I started reading the spec again from the beginning, which resulted in me 
writing up a list of tests, which resulted in me writing sedtests.py, which 
is a little python script that runs sed tests.  Here's what I have so far...
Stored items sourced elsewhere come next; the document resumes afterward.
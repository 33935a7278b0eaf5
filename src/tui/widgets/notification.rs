//! Toast notification widget
//!
//! Displays temporary notifications to the user.

use ratatui::{
    buffer::Buffer,
    layout::Rect,
    style::{Color, Modifier, Style},
    widgets::{Block, Borders, Clear, Paragraph, Widget},
};

/// Type of notification
#[derive(Debug, Clone, Copy, PartialEq, Eq)]
pub enum NotificationType {
    /// Informational message
    Info,
    /// Success message
    Success,
    /// Error message
    Error,
}

impl NotificationType {
    /// Get the color for this notification type
    pub fn color(&self) -> Color {
        match self {
            Self::Info => Color::Blue,
            Self::Success => Color::Green,
            Self::Error => Color::Red,
        }
    }

    /// Get the title for this notification type
    pub fn title(&self) -> &'static str {
        match self {
            Self::Info => "Info",
            Self::Success => "Success",
            Self::Error => "Error",
        }
    }
}

/// A toast notification
#[derive(Debug, Clone)]
pub struct Notification {
    /// The notification message
    pub message: String,
    /// Type of notification
    pub notification_type: NotificationType,
    /// Time when notification was created (for auto-dismiss)
    pub created_at: std::time::Instant,
    /// Duration to display (in seconds)
    pub duration_secs: u64,
}

impl Notification {
    /// Create a new notification
    pub fn new(message: impl Into<String>, notification_type: NotificationType) -> Self {
        Self {
            message: message.into(),
            notification_type,
            created_at: std::time::Instant::now(),
            duration_secs: 4,
        }
    }

    /// Shorthand for an info notification
    pub fn info(message: impl Into<String>) -> Self {
        Self::new(message, NotificationType::Info)
    }

    /// Shorthand for a success notification
    pub fn success(message: impl Into<String>) -> Self {
        Self::new(message, NotificationType::Success)
    }

    /// Shorthand for an error notification
    pub fn error(message: impl Into<String>) -> Self {
        Self::new(message, NotificationType::Error)
    }

    /// Whether the notification should no longer be shown
    pub fn is_expired(&self) -> bool {
        self.created_at.elapsed().as_secs() >= self.duration_secs
    }
}

impl Widget for &Notification {
    fn render(self, area: Rect, buf: &mut Buffer) {
        // Bottom-right corner box
        let width = (self.message.len() as u16 + 4).min(area.width).max(20);
        let rect = Rect {
            x: area.x + area.width.saturating_sub(width + 1),
            y: area.y + area.height.saturating_sub(4),
            width,
            height: 3,
        };

        Clear.render(rect, buf);

        let color = self.notification_type.color();
        let block = Block::default()
            .title(format!(" {} ", self.notification_type.title()))
            .title_style(Style::default().fg(color).add_modifier(Modifier::BOLD))
            .borders(Borders::ALL)
            .border_style(Style::default().fg(color));

        Paragraph::new(self.message.as_str())
            .block(block)
            .render(rect, buf);
    }
}
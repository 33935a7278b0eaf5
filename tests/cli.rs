//! End-to-end tests of the caja binary

use assert_cmd::Command;
use predicates::prelude::*;
use tempfile::TempDir;

fn caja(dir: &TempDir) -> Command {
    let mut cmd = Command::cargo_bin("caja").unwrap();
    cmd.env("CAJA_CLI_DATA_DIR", dir.path());
    cmd
}

#[test]
fn add_then_list_shows_movement_and_totals() {
    let dir = TempDir::new().unwrap();

    caja(&dir)
        .args([
            "movement",
            "add",
            "Sale deposit",
            "2500.00",
            "--date",
            "2025-03-10",
        ])
        .assert()
        .success()
        .stdout(predicate::str::contains("Added Sale deposit"));

    caja(&dir)
        .args(["movement", "list", "--date", "2025-03-10"])
        .assert()
        .success()
        .stdout(predicate::str::contains("Sale deposit"))
        .stdout(predicate::str::contains("Running balance: $2500.00"));
}

#[test]
fn rejects_non_numeric_amount() {
    let dir = TempDir::new().unwrap();

    caja(&dir)
        .args(["movement", "add", "Broken", "abc"])
        .assert()
        .failure()
        .stderr(predicate::str::contains("Amount must be a number"));
}

#[test]
fn summary_reports_breakdown_by_method() {
    let dir = TempDir::new().unwrap();

    caja(&dir)
        .args([
            "movement",
            "add",
            "Sale",
            "1000.00",
            "--date",
            "2025-03-10",
        ])
        .assert()
        .success();
    caja(&dir)
        .args([
            "movement",
            "add",
            "Parts",
            "300.00",
            "--expense",
            "--method",
            "transfer",
            "--date",
            "2025-03-10",
        ])
        .assert()
        .success();

    caja(&dir)
        .args(["export", "summary", "--date", "2025-03-10"])
        .assert()
        .success()
        .stdout(predicate::str::contains("Net:     $700.00"))
        .stdout(predicate::str::contains("Transfer"))
        .stdout(predicate::str::contains("Running balance: $700.00"));
}

#[test]
fn spreadsheet_export_writes_both_sheets() {
    let dir = TempDir::new().unwrap();
    let out = dir.path().join("out").join("caja-test");

    caja(&dir)
        .args(["movement", "add", "Sale", "100.00", "--date", "2025-03-10"])
        .assert()
        .success();

    caja(&dir)
        .args([
            "export",
            "spreadsheet",
            "--date",
            "2025-03-10",
            "--output",
            out.to_str().unwrap(),
        ])
        .assert()
        .success();

    assert!(dir.path().join("out").join("caja-test-movements.csv").exists());
    assert!(dir.path().join("out").join("caja-test-summary.csv").exists());
}

#[test]
fn config_shows_paths() {
    let dir = TempDir::new().unwrap();

    caja(&dir)
        .arg("config")
        .assert()
        .success()
        .stdout(predicate::str::contains("Data directory"));
}
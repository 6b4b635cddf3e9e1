//! Shared fixtures for the behavioral specs.

use ovs_adapters::{FakeChatAdapter, FakeReasoningAdapter};
use ovs_core::{FakeClock, ModelTier, SequentialIdGen, WorkerId};
use ovs_engine::{SchedulerConfig, WorkerScheduler};
use ovs_store::Store;
use std::path::Path;
use std::time::Duration;

pub type SpecScheduler =
    WorkerScheduler<FakeReasoningAdapter, FakeChatAdapter, FakeClock, SequentialIdGen>;

/// Open a store handle the way one process would.
pub fn open_store(dir: &Path) -> Store {
    Store::open(&dir.join("overseer.db")).expect("open store")
}

/// Build a scheduler bound to an existing worker row, with fakes for the
/// external services.
pub fn scheduler_for(
    store: Store,
    worker_id: WorkerId,
    reasoning: FakeReasoningAdapter,
    workspace: &Path,
) -> SpecScheduler {
    WorkerScheduler::new(
        store,
        worker_id,
        reasoning,
        FakeChatAdapter::new(),
        FakeClock::new(),
        SequentialIdGen::new("task"),
        SchedulerConfig {
            max_agents: 5,
            budget_usd: 0.0,
            default_model: ModelTier::Standard,
            poll_interval: Duration::from_millis(10),
            agent_timeout: Duration::from_secs(600),
            workspace: workspace.to_path_buf(),
        },
    )
}

/// A success payload in the task-result wire schema.
pub fn success_payload(message: &str) -> String {
    format!("{{\"status\":\"success\",\"message\":\"{message}\"}}")
}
I've ripped out the newline hack entirely in my tree, and I've got a test for 
newline behavior.  Right now I'm getting test cases from the spec, and late 
(since I have to re-read a lot of the code anyway) I hope to get test cases 
from the code.  THEN, I intend to get test cases from the binutils build, and 
from previous emails you've sent me.

I just changed a lot of code (simplying the heck out of the big sedding loop), 
and I'll just about guarantee you I broke something.  Time for a regression 
test harness, then. :)

Rob
["sedtests.py" (text/x-python)]

#!/usr/bin/python

verbose=0

tests=(

# Testing address ranges

	# Test one numeric address.
	("a\nb\nc\n","-n", "b\n", "2p"),

	# Test one regexp address (with two matches).
	("a\nb\nc\nb\nd\n", "-n", "2\n4\n", "/b/="),

	# Test $ address.
	("a\nb\nc\n", "-n", "c\n", "$p"),

	# Test numeric address range
	("a\nb\nc\nd\ne\n", "-n", "a\nb\nc\n", "1,3p"),

	# Test regexp pair address range
	("a\nb\nc\nd\ne\n", "-n", "b\nc\nd\n", "/b/,/d/p"),

	# Test regexp pair address range with two matches
	("a\nb\nc\nd\nb\ne\nd\nf", "-n", "b\nc\nd\nb\ne\nd\n", "/b/,/d/p"),

	# Test reversed numeric address range
	("a\nb\nc\nd\ne\n", "-n", "b\nc\nd\ne\n", "/b/,/a/p"),

	# Test regexp with numeric
	("a\nb\nc\nd\ne\n", "-n", "b\nc\nd\n", "/b/,4p"),

	# Test regexp with lower numeric
	("a\nb\nc\nd\ne\n", "-n", "b\n", "/b/,1p"),

	# Test reversed regexp pair (same as no second match)
	("a\nb\nc\nd\ne\n", "-n", "c\nd\ne\n", "/c/,/b/p"),

	# Test regexp and $
	("a\nb\nc\n", "-n", "b\nc\n", "/b/,$p"),

	# Test $ and regexp
	("a\nb\nc\n", "-n", "c\n", "$,/b/p"),

	# Test number and $
	("a\nb\nc\n", "-n", "a\nb\nc\n", "1,$p"),

	# Test $ and number
	("a\nb\nc\n", "-n", "c\n", "$,2p"),

# Regular Expressions

# Regular expressions cah show up in addr1, addr2, and subst.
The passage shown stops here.